» Your task
Please repeat, from the entries that follow, the lines from the one containing "elapses, rounded up." through the one containing "#[derive(Debug, Clone, Default)]" exactly, adding nothing.

Collected data entries
----

//! Fixed-window rate limiting.
//!
//! Each client key owns a bucket that counts requests since the start of its
//! current window. The window restarts on the first request made strictly
//! after it has elapsed, so a client can get up to twice the limit through across a
//! window boundary.

use std::sync::{Arc, Mutex};
use std::time::{Duration, Instant};

use axum::{
    body::Body,
    http::{HeaderMap, HeaderName, HeaderValue, Request},
};
use dashmap::DashMap;
use serde::{Deserialize, Serialize};
use tracing::warn;

use super::{AdmissionError, ClientAddrResolver};
use crate::pipeline::{Admitted, Rejection, Stage};

pub const RATE_LIMIT_LIMIT: HeaderName = HeaderName::from_static("ratelimit-limit");
pub const RATE_LIMIT_REMAINING: HeaderName = HeaderName::from_static("ratelimit-remaining");
pub const RATE_LIMIT_RESET: HeaderName = HeaderName::from_static("ratelimit-reset");

/// Key used when the client address cannot be resolved.
const UNKNOWN_CLIENT: &str = "unknown";

/// Bucket count above which expired buckets are swept, at most once per window.
const SWEEP_THRESHOLD: usize = 10_000;

/// Window and limit for one tier.
#[derive(Debug, Clone, Copy, PartialEq, Eq, Serialize, Deserialize)]
pub struct RateLimitSettings {
    /// Window length in milliseconds.
    pub window_ms: u64,
    /// Requests admitted per window.
    pub max: u32,
}

impl RateLimitSettings {
    pub fn window(&self) -> Duration {
        Duration::from_millis(self.window_ms)
    }
}

/// Seconds until `reset_after` elapses, rounded up.
pub fn reset_secs(reset_after: Duration) -> u64 {
    reset_after.as_secs() + u64::from(reset_after.subsec_nanos() > 0)
}

#[derive(Debug, Clone, Copy)]
struct Bucket {
    count: u32,
    window_start: Instant,
}

/// Per-key buckets of one limiter.
///
/// Cloning shares the underlying map. Each bucket is updated under its
/// shard's write lock, so concurrent hits on one key are serialized.
#[derive(Debug, Clone, Default)]
pub struct RateLimitStore {
    buckets: Arc<DashMap<String, Bucket>>,
    last_sweep: Arc<Mutex<Option<Instant>>>,
}

impl RateLimitStore {
    pub fn new() -> Self {
        Self::default()
    }

    /// Drop every bucket.
    pub fn reset(&self) {
        self.buckets.clear();
    }

    pub fn len(&self) -> usize {
        self.buckets.len()
    }

    pub fn is_empty(&self) -> bool {
        self.buckets.is_empty()
    }

    /// Remove buckets whose window ended before `now`.
    pub fn purge_expired(&self, window: Duration, now: Instant) {
        self.buckets
            .retain(|_, bucket| now.saturating_duration_since(bucket.window_start) <= window);
    }

    /// Purge expired buckets once the store is large, unless a sweep already
    /// ran within the last `window`. Skips when another caller is sweeping.
    fn sweep_if_due(&self, window: Duration, now: Instant) {
        if self.buckets.len() <= SWEEP_THRESHOLD {
            return;
        }
        let Ok(mut last_sweep) = self.last_sweep.try_lock() else {
            return;
        };
        if last_sweep.is_some_and(|last| now.saturating_duration_since(last) < window) {
            return;
        }
        *last_sweep = Some(now);
        drop(last_sweep);

        self.purge_expired(window, now);
    }
}

/// Result of counting one request.
#[derive(Debug, Clone, Copy, PartialEq, Eq)]
pub struct RateLimitDecision {
    pub allowed: bool,
    pub limit: u32,
    pub remaining: u32,
    /// Time until the current window ends.
    pub reset_after: Duration,
}

impl RateLimitDecision {
    /// Quota headers sent with admitted responses.
    pub fn headers(&self) -> HeaderMap {
        let mut headers = HeaderMap::new();
        headers.insert(RATE_LIMIT_LIMIT, HeaderValue::from(self.limit));
        headers.insert(RATE_LIMIT_REMAINING, HeaderValue::from(self.remaining));
        headers.insert(
            RATE_LIMIT_RESET,
            HeaderValue::from(reset_secs(self.reset_after)),
        );
        headers
    }
}

/// Derives the bucket key of a request.
pub type KeyExtractor = Arc<dyn Fn(&Request<Body>) -> String + Send + Sync>;

/// Fixed-window limiter for one tier.
#[derive(Clone)]
pub struct RateLimiter {
    tier: &'static str,
    settings: RateLimitSettings,
    store: RateLimitStore,
    key: KeyExtractor,
}

impl RateLimiter {
    /// Limiter keyed by the resolved client address.
    pub fn new(
        tier: &'static str,
        settings: RateLimitSettings,
        resolver: ClientAddrResolver,
    ) -> Self {
        Self {
            tier,
            settings,
            store: RateLimitStore::new(),
            key: Arc::new(move |req| {
                resolver
                    .resolve(req)
                    .map(|addr| addr.to_string())
                    .unwrap_or_else(|| UNKNOWN_CLIENT.to_string())
            }),
        }
    }

    /// Use an externally owned store.
    pub fn with_store(mut self, store: RateLimitStore) -> Self {
        self.store = store;
        self
    }

    /// Replace the client key function.
    pub fn with_key_extractor<F>(mut self, key: F) -> Self
    where
        F: Fn(&Request<Body>) -> String + Send + Sync + 'static,
    {
        self.key = Arc::new(key);
        self
    }

    pub fn tier(&self) -> &'static str {
        self.tier
    }

    pub fn settings(&self) -> RateLimitSettings {
        self.settings
    }

    pub fn store(&self) -> &RateLimitStore {
        &self.store
    }

    /// Count a request for `key` now.
    pub fn hit(&self, key: &str) -> RateLimitDecision {
        self.hit_at(key, Instant::now())
    }

    /// Count a request for `key` at `now`.
    pub fn hit_at(&self, key: &str, now: Instant) -> RateLimitDecision {
        let window = self.settings.window();

        self.store.sweep_if_due(window, now);

        let mut bucket = self
            .store
            .buckets
            .entry(key.to_string())
            .or_insert_with(|| Bucket {
                count: 0,
                window_start: now,
            });

        if now.saturating_duration_since(bucket.window_start) > window {
            bucket.count = 0;
            bucket.window_start = now;
        }
        bucket.count = bucket.count.saturating_add(1);

        let elapsed = now.saturating_duration_since(bucket.window_start);
        RateLimitDecision {
            allowed: bucket.count <= self.settings.max,
            limit: self.settings.max,
            remaining: self.settings.max.saturating_sub(bucket.count),
            reset_after: window.saturating_sub(elapsed),
        }
    }
}

impl std::fmt::Debug for RateLimiter {
    fn fmt(&self, f: &mut std::fmt::Formatter<'_>) -> std::fmt::Result {
        f.debug_struct("RateLimiter")
            .field("tier", &self.tier)
            .field("settings", &self.settings)
            .field("buckets", &self.store.len())
            .finish_non_exhaustive()
    }
}

impl Stage for RateLimiter {
    fn name(&self) -> &'static str {
        "rate_limit"
    }

    fn inspect(&self, req: &mut Request<Body>) -> Result<Admitted, Rejection> {
        let key = (self.key)(req);
        let decision = self.hit(&key);

        if decision.allowed {
            return Ok(Admitted::with_headers(decision.headers()));
        }

        warn!(
            tier = self.tier,
            client = %key,
            limit = decision.limit,
            "rate limit exceeded"
        );
        Err(AdmissionError::RateLimited {
            tier: self.tier,
            limit: decision.limit,
            reset_after: decision.reset_after,
        }
        .into())
    }
}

----

» Task result
/// Seconds until `reset_after` elapses, rounded up.
pub fn reset_secs(reset_after: Duration) -> u64 {
    reset_after.as_secs() + u64::from(reset_after.subsec_nanos() > 0)
}

#[derive(Debug, Clone, Copy)]
struct Bucket {
    count: u32,
    window_start: Instant,
}

/// Per-key buckets of one limiter.
///
/// Cloning shares the underlying map. Each bucket is updated under its
/// shard's write lock, so concurrent hits on one key are serialized.
#[derive(Debug, Clone, Default)]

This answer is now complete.